Go over the data and keep only the lines that include "FavoritesStore".

START SOURCE DATA

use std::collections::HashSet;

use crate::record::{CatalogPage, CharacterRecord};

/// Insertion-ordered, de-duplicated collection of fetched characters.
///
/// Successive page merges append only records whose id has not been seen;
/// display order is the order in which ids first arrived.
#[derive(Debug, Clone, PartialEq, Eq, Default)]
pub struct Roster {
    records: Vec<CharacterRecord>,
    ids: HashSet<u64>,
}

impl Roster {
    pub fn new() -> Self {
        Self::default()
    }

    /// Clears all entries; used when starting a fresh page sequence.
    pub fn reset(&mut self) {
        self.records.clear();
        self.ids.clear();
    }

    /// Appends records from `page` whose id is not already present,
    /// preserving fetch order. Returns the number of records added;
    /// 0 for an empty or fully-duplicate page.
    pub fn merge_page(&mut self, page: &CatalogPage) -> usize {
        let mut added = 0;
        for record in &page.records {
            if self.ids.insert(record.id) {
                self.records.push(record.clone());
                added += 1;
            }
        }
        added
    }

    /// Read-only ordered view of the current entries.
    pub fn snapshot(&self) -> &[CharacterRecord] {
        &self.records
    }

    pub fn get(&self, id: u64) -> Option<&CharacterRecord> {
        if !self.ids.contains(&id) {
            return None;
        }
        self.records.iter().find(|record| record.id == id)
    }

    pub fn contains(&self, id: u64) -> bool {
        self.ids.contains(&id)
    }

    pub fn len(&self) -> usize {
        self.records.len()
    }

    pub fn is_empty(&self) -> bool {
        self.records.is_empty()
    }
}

END SOURCE DATA
START SOURCE DATA

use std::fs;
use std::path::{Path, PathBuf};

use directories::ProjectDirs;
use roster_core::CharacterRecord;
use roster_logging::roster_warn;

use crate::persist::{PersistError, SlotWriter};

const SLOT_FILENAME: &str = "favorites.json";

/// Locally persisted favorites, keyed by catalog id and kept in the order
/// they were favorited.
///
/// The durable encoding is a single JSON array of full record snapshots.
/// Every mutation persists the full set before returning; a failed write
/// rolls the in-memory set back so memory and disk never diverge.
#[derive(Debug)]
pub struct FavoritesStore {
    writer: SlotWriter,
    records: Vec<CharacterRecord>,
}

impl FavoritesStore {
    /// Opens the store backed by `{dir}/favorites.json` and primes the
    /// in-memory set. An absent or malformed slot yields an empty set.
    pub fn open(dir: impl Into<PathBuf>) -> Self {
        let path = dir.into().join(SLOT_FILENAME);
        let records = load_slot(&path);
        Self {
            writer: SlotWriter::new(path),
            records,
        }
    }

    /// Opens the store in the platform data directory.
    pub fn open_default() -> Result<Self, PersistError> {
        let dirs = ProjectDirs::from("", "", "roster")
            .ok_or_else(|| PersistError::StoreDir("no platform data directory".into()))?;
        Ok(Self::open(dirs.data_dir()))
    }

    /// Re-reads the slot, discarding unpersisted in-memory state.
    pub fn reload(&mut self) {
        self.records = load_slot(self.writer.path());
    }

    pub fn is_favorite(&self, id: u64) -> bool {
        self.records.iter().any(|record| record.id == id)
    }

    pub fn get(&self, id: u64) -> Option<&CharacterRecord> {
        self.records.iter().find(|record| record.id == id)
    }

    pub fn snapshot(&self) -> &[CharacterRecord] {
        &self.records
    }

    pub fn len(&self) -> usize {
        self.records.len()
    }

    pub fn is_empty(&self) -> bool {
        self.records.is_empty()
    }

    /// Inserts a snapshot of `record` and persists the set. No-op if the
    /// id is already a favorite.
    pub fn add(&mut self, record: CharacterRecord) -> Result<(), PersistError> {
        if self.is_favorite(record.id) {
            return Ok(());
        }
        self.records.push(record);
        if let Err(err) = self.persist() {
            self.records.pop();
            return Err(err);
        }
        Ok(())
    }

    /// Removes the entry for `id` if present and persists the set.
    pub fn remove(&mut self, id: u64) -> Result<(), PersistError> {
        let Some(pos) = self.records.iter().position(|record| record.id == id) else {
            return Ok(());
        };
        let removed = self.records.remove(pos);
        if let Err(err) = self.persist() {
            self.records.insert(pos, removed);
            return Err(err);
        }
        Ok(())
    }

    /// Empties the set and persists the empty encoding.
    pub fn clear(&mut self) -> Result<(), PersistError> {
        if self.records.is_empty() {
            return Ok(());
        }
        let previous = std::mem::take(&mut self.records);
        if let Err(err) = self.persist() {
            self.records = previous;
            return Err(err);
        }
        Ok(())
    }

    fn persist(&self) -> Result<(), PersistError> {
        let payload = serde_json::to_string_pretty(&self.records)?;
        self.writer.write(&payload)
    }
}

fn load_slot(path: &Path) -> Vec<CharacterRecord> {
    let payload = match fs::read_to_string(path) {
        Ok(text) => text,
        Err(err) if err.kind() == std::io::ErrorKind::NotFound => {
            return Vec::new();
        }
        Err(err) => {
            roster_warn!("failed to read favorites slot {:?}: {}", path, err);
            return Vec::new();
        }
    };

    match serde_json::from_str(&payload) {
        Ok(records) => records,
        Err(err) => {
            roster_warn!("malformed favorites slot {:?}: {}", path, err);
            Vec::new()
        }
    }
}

END SOURCE DATA

■ OUTPUT BELOW
pub struct FavoritesStore {
impl FavoritesStore {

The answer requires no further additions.